DENVER (Reuters) — Two men from Wisconsin were identified as having died in a weekend avalanche that buried a skiing party atop an 11,000-foot mountain pass in Colorado, authorities said on Monday.

The bodies of Jarrard Law, 34, of Portage, and Justin Lentz, 32, of Sun Prairie, have been retrieved from the mountainside, the Lake County Office of Emergency Management said in a statement.
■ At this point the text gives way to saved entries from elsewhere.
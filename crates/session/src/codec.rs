use std::sync::Arc;

use snafu::ResultExt;
use tern_llm::{PromptMessage, PromptRole};
use tern_storage::{HistoryStore, PersistedTurn, SessionId, TurnRole};

use super::error::{LoadHistorySnafu, SaveHistorySnafu, SessionResult};
use super::message::{ChatMessage, Role};

/// Number of most recent turns kept as model context.
pub const DEFAULT_HISTORY_WINDOW: usize = 30;

/// Translates between chat messages and persisted turns and applies the sliding window.
#[derive(Clone)]
pub struct HistoryCodec {
    store: Arc<dyn HistoryStore>,
    session_id: SessionId,
    window: usize,
}

impl HistoryCodec {
    pub fn new(store: Arc<dyn HistoryStore>, session_id: SessionId) -> Self {
        Self {
            store,
            session_id,
            window: DEFAULT_HISTORY_WINDOW,
        }
    }

    pub fn with_window(mut self, window: usize) -> Self {
        self.window = window;
        self
    }

    pub fn window(&self) -> usize {
        self.window
    }

    pub fn session_id(&self) -> SessionId {
        self.session_id
    }

    /// Reads the stored history and keeps only its most recent `window` turns.
    pub async fn load(&self) -> SessionResult<Vec<PersistedTurn>> {
        let turns = self
            .store
            .read_history(&self.session_id)
            .await
            .context(LoadHistorySnafu {
                stage: "codec-load",
            })?;

        let stored_len = turns.len();
        let windowed = truncate_to_window(turns, self.window);
        if windowed.len() < stored_len {
            tracing::debug!(
                session_id = %self.session_id,
                stored_len,
                window = self.window,
                "truncated history to sliding window"
            );
        }
        Ok(windowed)
    }

    /// Writes `turns` verbatim; the caller decides what belongs in the list.
    pub async fn save(&self, turns: &[PersistedTurn]) -> SessionResult<()> {
        self.store
            .write_history(&self.session_id, turns)
            .await
            .context(SaveHistorySnafu {
                stage: "codec-save",
            })
    }

    pub fn to_persisted(message: &ChatMessage) -> PersistedTurn {
        let role = match message.role {
            Role::User => TurnRole::User,
            Role::Assistant => TurnRole::Assistant,
            Role::Error => TurnRole::Error,
        };
        PersistedTurn::new(role, message.content.clone())
    }

    /// Rebuilds a finalized chat message; ids are minted fresh on every restore.
    pub fn from_persisted(turn: &PersistedTurn) -> ChatMessage {
        let role = match turn.role {
            TurnRole::User => Role::User,
            TurnRole::Assistant => Role::Assistant,
            TurnRole::Error => Role::Error,
        };
        ChatMessage::new(role, turn.content.clone())
    }

    /// Model context for `turns`. Error records stay in history but are never sent upstream.
    pub fn to_prompt(turns: &[PersistedTurn]) -> Vec<PromptMessage> {
        turns
            .iter()
            .filter_map(|turn| match turn.role {
                TurnRole::User => Some(PromptMessage::new(PromptRole::User, turn.content.clone())),
                TurnRole::Assistant => Some(PromptMessage::new(
                    PromptRole::Assistant,
                    turn.content.clone(),
                )),
                TurnRole::Error => None,
            })
            .collect()
    }
}

/// Keeps the last `window` entries in stored order.
pub fn truncate_to_window(mut turns: Vec<PersistedTurn>, window: usize) -> Vec<PersistedTurn> {
    if turns.len() > window {
        turns.drain(..turns.len() - window);
    }
    turns
}
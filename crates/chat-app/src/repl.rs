use std::io::Write;
use std::sync::{Arc, Mutex, PoisonError};

use snafu::ResultExt;
use tern_session::{ChatMessage, ChatSession, MessageId, Role, TranscriptChange, TranscriptObserver};
use tokio::io::{AsyncBufRead, AsyncBufReadExt};
use tokio::task::JoinHandle;

use crate::error::{AppResult, ReadInputSnafu, SignalSnafu};
use crate::settings::SettingsStore;

const BUSY_NOTICE: &str = "(still answering; press ctrl-c to cancel)";

/// Shared terminal writer used by both the REPL and the transcript printer.
#[derive(Clone)]
pub struct Console {
    out: Arc<Mutex<Box<dyn Write + Send>>>,
}

impl Console {
    pub fn new(out: impl Write + Send + 'static) -> Self {
        Self {
            out: Arc::new(Mutex::new(Box::new(out))),
        }
    }

    pub fn stdout() -> Self {
        Self::new(std::io::stdout())
    }

    pub fn write(&self, text: &str) {
        let mut out = self.out.lock().unwrap_or_else(PoisonError::into_inner);
        let _ = out.write_all(text.as_bytes());
        let _ = out.flush();
    }

    pub fn line(&self, text: &str) {
        self.write(&format!("{text}\n"));
    }
}

pub fn render_message(message: &ChatMessage) -> String {
    let speaker = match message.role {
        Role::User => "you",
        Role::Assistant => "assistant",
        Role::Error => "error",
    };
    format!("{speaker}: {}", message.content)
}

/// Prints assistant output as it streams in.
pub struct TranscriptPrinter {
    console: Console,
    printed: Mutex<Option<(MessageId, usize)>>,
}

impl TranscriptPrinter {
    pub fn new(console: Console) -> Self {
        Self {
            console,
            printed: Mutex::new(None),
        }
    }
}

impl TranscriptObserver for TranscriptPrinter {
    fn transcript_changed(&self, change: &TranscriptChange, messages: &[ChatMessage]) {
        let mut printed = self.printed.lock().unwrap_or_else(PoisonError::into_inner);
        match change {
            TranscriptChange::Appended(_) => {
                if let Some(message) = messages.last().filter(|m| m.role == Role::Error) {
                    self.console.line(&render_message(message));
                }
            }
            TranscriptChange::UpdatedLast(id) => {
                let Some(message) = messages.last() else {
                    return;
                };
                let offset = match *printed {
                    Some((printed_id, len)) if printed_id == *id => len,
                    _ => {
                        self.console.write("assistant: ");
                        0
                    }
                };
                if let Some(fresh) = message.content.get(offset..) {
                    self.console.write(fresh);
                }
                *printed = Some((*id, message.content.len()));
                if !message.is_streaming {
                    self.console.line("");
                    *printed = None;
                }
            }
            TranscriptChange::RemovedLast(_) => {
                *printed = None;
            }
            TranscriptChange::Cleared => {
                *printed = None;
                self.console.line("(conversation cleared)");
            }
            TranscriptChange::Restored => {
                for message in messages {
                    self.console.line(&render_message(message));
                }
            }
        }
    }
}

#[derive(Debug, Clone, PartialEq, Eq)]
pub enum Command {
    Prompt(String),
    Clear,
    History,
    Reload,
    Quit,
    Unknown(String),
    Empty,
}

impl Command {
    pub fn parse(line: &str) -> Self {
        let trimmed = line.trim();
        if trimmed.is_empty() {
            return Self::Empty;
        }
        match trimmed {
            "/clear" => Self::Clear,
            "/history" => Self::History,
            "/reload" => Self::Reload,
            "/quit" | "/exit" => Self::Quit,
            other if other.starts_with('/') => Self::Unknown(other.to_string()),
            _ => Self::Prompt(line.trim_end().to_string()),
        }
    }
}

#[derive(Debug, Clone, Copy, PartialEq, Eq)]
enum Flow {
    Continue,
    Quit,
}

/// Line-oriented driver for one session. Each prompt runs on its own task.
pub struct Repl {
    session: Arc<ChatSession>,
    console: Console,
    settings: Option<Arc<SettingsStore>>,
    turn: Option<JoinHandle<()>>,
}

impl Repl {
    pub fn new(session: Arc<ChatSession>, console: Console) -> Self {
        Self {
            session,
            console,
            settings: None,
            turn: None,
        }
    }

    /// Enables `/reload`; the session resolves options from the same store.
    pub fn with_settings(mut self, settings: Arc<SettingsStore>) -> Self {
        self.settings = Some(settings);
        self
    }

    pub async fn run<R>(mut self, input: R) -> AppResult<()>
    where
        R: AsyncBufRead + Unpin,
    {
        let mut lines = input.lines();
        let quit = loop {
            tokio::select! {
                signal = tokio::signal::ctrl_c() => {
                    signal.context(SignalSnafu { stage: "repl-ctrl-c" })?;
                    if self.session.cancel() {
                        self.console.line("(cancelling)");
                    } else {
                        self.console.line("(nothing to cancel; /quit exits)");
                    }
                }
                line = lines.next_line() => {
                    let Some(line) = line.context(ReadInputSnafu { stage: "repl-read-line" })? else {
                        break false;
                    };
                    if self.handle(Command::parse(&line)).await == Flow::Quit {
                        break true;
                    }
                }
            }
        };

        self.finish(quit).await;
        Ok(())
    }

    async fn handle(&mut self, command: Command) -> Flow {
        match command {
            Command::Empty => {}
            Command::Quit => return Flow::Quit,
            Command::Unknown(name) => {
                self.console
                    .line(&format!("unknown command {name}; try /clear, /history, /reload or /quit"));
            }
            Command::History => {
                let messages = self.session.messages();
                if messages.is_empty() {
                    self.console.line("(no messages)");
                }
                for message in &messages {
                    self.console.line(&render_message(message));
                }
            }
            Command::Reload => match &self.settings {
                Some(settings) if settings.reload() => {
                    self.console.line(&format!(
                        "(settings reloaded from {})",
                        settings.config_path().display()
                    ));
                }
                Some(settings) => {
                    self.console.line(&format!(
                        "(could not parse {}; keeping current settings)",
                        settings.config_path().display()
                    ));
                }
                None => self.console.line("(no settings file in use)"),
            },
            Command::Clear => match self.session.clear().await {
                Ok(()) => {}
                Err(error) if error.is_busy() => self.console.line(BUSY_NOTICE),
                Err(error) => {
                    tracing::error!(error = %error, "clear failed");
                    self.console.line(&format!("error: {error}"));
                }
            },
            Command::Prompt(text) => self.start_turn(text),
        }
        Flow::Continue
    }

    fn start_turn(&mut self, text: String) {
        if self.session.is_streaming() {
            self.console.line(BUSY_NOTICE);
            return;
        }

        let session = self.session.clone();
        let console = self.console.clone();
        self.turn = Some(tokio::spawn(async move {
            match session.send_message(&text).await {
                Ok(outcome) => tracing::debug!(outcome = ?outcome, "turn finished"),
                Err(error) if error.is_busy() => console.line(BUSY_NOTICE),
                Err(error) => {
                    tracing::error!(error = %error, "send failed");
                    console.line(&format!("error: {error}"));
                }
            }
            if let Some(error) = session.persist_error() {
                console.line(&format!("(history not saved: {error})"));
            }
        }));
    }

    /// Waits for the in-flight turn; `/quit` cancels it first, end of input lets it finish.
    async fn finish(&mut self, cancel: bool) {
        let Some(turn) = self.turn.take() else {
            return;
        };
        if cancel {
            self.session.cancel();
        }
        if let Err(error) = turn.await {
            tracing::error!(error = %error, "turn task failed");
        }
    }
}

#[cfg(test)]
mod tests {
    use super::*;
    use tern_llm::{
        CompletionRequest, CompletionTransport, ModelOptions, StaticOptionsResolver, StreamEvent,
        StreamHandle, TransportResult, make_delta_stream,
    };
    use tern_storage::{HistoryStore, MemoryHistoryStore, PersistedTurn, SessionId};

    #[derive(Clone, Default)]
    struct SharedBuffer(Arc<Mutex<Vec<u8>>>);

    impl SharedBuffer {
        fn contents(&self) -> String {
            String::from_utf8(self.0.lock().unwrap().clone()).unwrap()
        }
    }

    impl Write for SharedBuffer {
        fn write(&mut self, buf: &[u8]) -> std::io::Result<usize> {
            self.0.lock().unwrap().extend_from_slice(buf);
            Ok(buf.len())
        }

        fn flush(&mut self) -> std::io::Result<()> {
            Ok(())
        }
    }

    /// Answers every prompt with the same deltas.
    struct CannedTransport {
        deltas: Vec<&'static str>,
    }

    impl CompletionTransport for CannedTransport {
        fn name(&self) -> &str {
            "canned"
        }

        fn open_stream(
            &self,
            _request: CompletionRequest,
            _options: &ModelOptions,
        ) -> TransportResult<StreamHandle> {
            let (event_tx, stream, _cancel_rx) = make_delta_stream();
            for delta in &self.deltas {
                let _ = event_tx.send(StreamEvent::Delta(delta.to_string()));
            }
            let _ = event_tx.send(StreamEvent::Done);
            Ok(StreamHandle {
                stream,
                worker: Box::pin(async {}),
            })
        }
    }

    fn session_with(
        deltas: Vec<&'static str>,
        store: Arc<MemoryHistoryStore>,
        session_id: SessionId,
    ) -> Arc<ChatSession> {
        Arc::new(ChatSession::new(
            session_id,
            Arc::new(CannedTransport { deltas }),
            Arc::new(StaticOptionsResolver::new(ModelOptions::default())),
            store,
        ))
    }

    #[test]
    fn commands_are_parsed() {
        assert_eq!(Command::parse("  "), Command::Empty);
        assert_eq!(Command::parse("/clear"), Command::Clear);
        assert_eq!(Command::parse(" /history "), Command::History);
        assert_eq!(Command::parse("/exit"), Command::Quit);
        assert_eq!(Command::parse("/reload"), Command::Reload);
        assert_eq!(
            Command::parse("/model x"),
            Command::Unknown("/model x".to_string())
        );
        assert_eq!(
            Command::parse("  indented question\n"),
            Command::Prompt("  indented question".to_string())
        );
    }

    #[test]
    fn printer_writes_only_new_text() {
        let buffer = SharedBuffer::default();
        let printer = TranscriptPrinter::new(Console::new(buffer.clone()));
        let mut message = ChatMessage::assistant_placeholder();
        let id = message.id;

        printer.transcript_changed(
            &TranscriptChange::Appended(id),
            std::slice::from_ref(&message),
        );
        for delta in ["Hel", "lo"] {
            message.content.push_str(delta);
            printer.transcript_changed(
                &TranscriptChange::UpdatedLast(id),
                std::slice::from_ref(&message),
            );
        }
        message.is_streaming = false;
        printer.transcript_changed(
            &TranscriptChange::UpdatedLast(id),
            std::slice::from_ref(&message),
        );
        printer.transcript_changed(
            &TranscriptChange::Appended(MessageId::new_v7()),
            &[message.clone(), ChatMessage::error("boom")],
        );

        assert_eq!(buffer.contents(), "assistant: Hello\nerror: boom\n");
    }

    #[tokio::test]
    async fn piped_prompt_is_answered_before_exit() {
        let buffer = SharedBuffer::default();
        let console = Console::new(buffer.clone());
        let store = Arc::new(MemoryHistoryStore::new());
        let session_id = SessionId::new_v7();
        let session = session_with(vec!["hi", " there"], store.clone(), session_id);
        session.subscribe(Arc::new(TranscriptPrinter::new(console.clone())));

        Repl::new(session, console)
            .run(&b"\n/unknown\nhello\n"[..])
            .await
            .unwrap();

        let output = buffer.contents();
        assert!(output.contains("unknown command /unknown"));
        assert!(output.contains("assistant: hi there\n"));
        assert_eq!(
            store.read_history(&session_id).await.unwrap(),
            vec![
                PersistedTurn::user("hello"),
                PersistedTurn::assistant("hi there")
            ]
        );
    }

    #[tokio::test]
    async fn history_and_clear_commands() {
        let buffer = SharedBuffer::default();
        let console = Console::new(buffer.clone());
        let session_id = SessionId::new_v7();
        let store = Arc::new(MemoryHistoryStore::with_history(
            session_id,
            vec![PersistedTurn::user("q"), PersistedTurn::assistant("a")],
        ));
        let session = session_with(Vec::new(), store.clone(), session_id);
        session.subscribe(Arc::new(TranscriptPrinter::new(console.clone())));
        session.restore().await.unwrap();

        let mut repl = Repl::new(session.clone(), console);
        assert_eq!(repl.handle(Command::History).await, Flow::Continue);
        assert_eq!(repl.handle(Command::Clear).await, Flow::Continue);
        assert_eq!(repl.handle(Command::History).await, Flow::Continue);
        assert_eq!(repl.handle(Command::Quit).await, Flow::Quit);

        assert_eq!(
            buffer.contents(),
            "you: q\nassistant: a\nyou: q\nassistant: a\n(conversation cleared)\n(no messages)\n"
        );
        assert!(store.read_history(&session_id).await.unwrap().is_empty());
    }

    #[tokio::test]
    async fn reload_picks_up_edited_settings() {
        let dir = tempfile::tempdir().unwrap();
        let path = dir.path().join("settings.json");
        let settings = Arc::new(SettingsStore::new(
            path.clone(),
            crate::settings::EnvOverrides::default(),
        ));
        let buffer = SharedBuffer::default();
        let session = session_with(Vec::new(), Arc::new(MemoryHistoryStore::new()), SessionId::new_v7());
        let mut repl = Repl::new(session, Console::new(buffer.clone())).with_settings(settings.clone());

        std::fs::write(&path, r#"{ "model": { "model_name": "edited" } }"#).unwrap();
        repl.handle(Command::Reload).await;

        assert_eq!(settings.settings().model.model_name, "edited");
        assert!(buffer.contents().starts_with("(settings reloaded from "));
    }
}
The pair were skiing with five other people — two from Wisconsin and three from Colorado — on the east side of Independence Pass near the town of Twin Lakes on Saturday when the group triggered the snow slide, the Colorado Avalanche Information Center said in its report on the incident.

Three of the other skiers were hospitalized and two were uninjured.

High winds and heavy snowfall has put much of the Colorado mountains in "an historic avalanche cycle," the avalanche center said in an advisory.

The two men killed were equipped with avalanche beacons, which helped recovery teams locate their bodies, Lake County spokeswoman Susan Matthews said.

A snowmobiler died in a snow slide on Galena Summit in central Idaho on Sunday, bringing to 15 the number of people killed by avalanches in the United States this winter, all in western mountain states.

Over the last 10 winters, an average of 28 people has died in avalanches every year in the United States, according to the avalanche information center.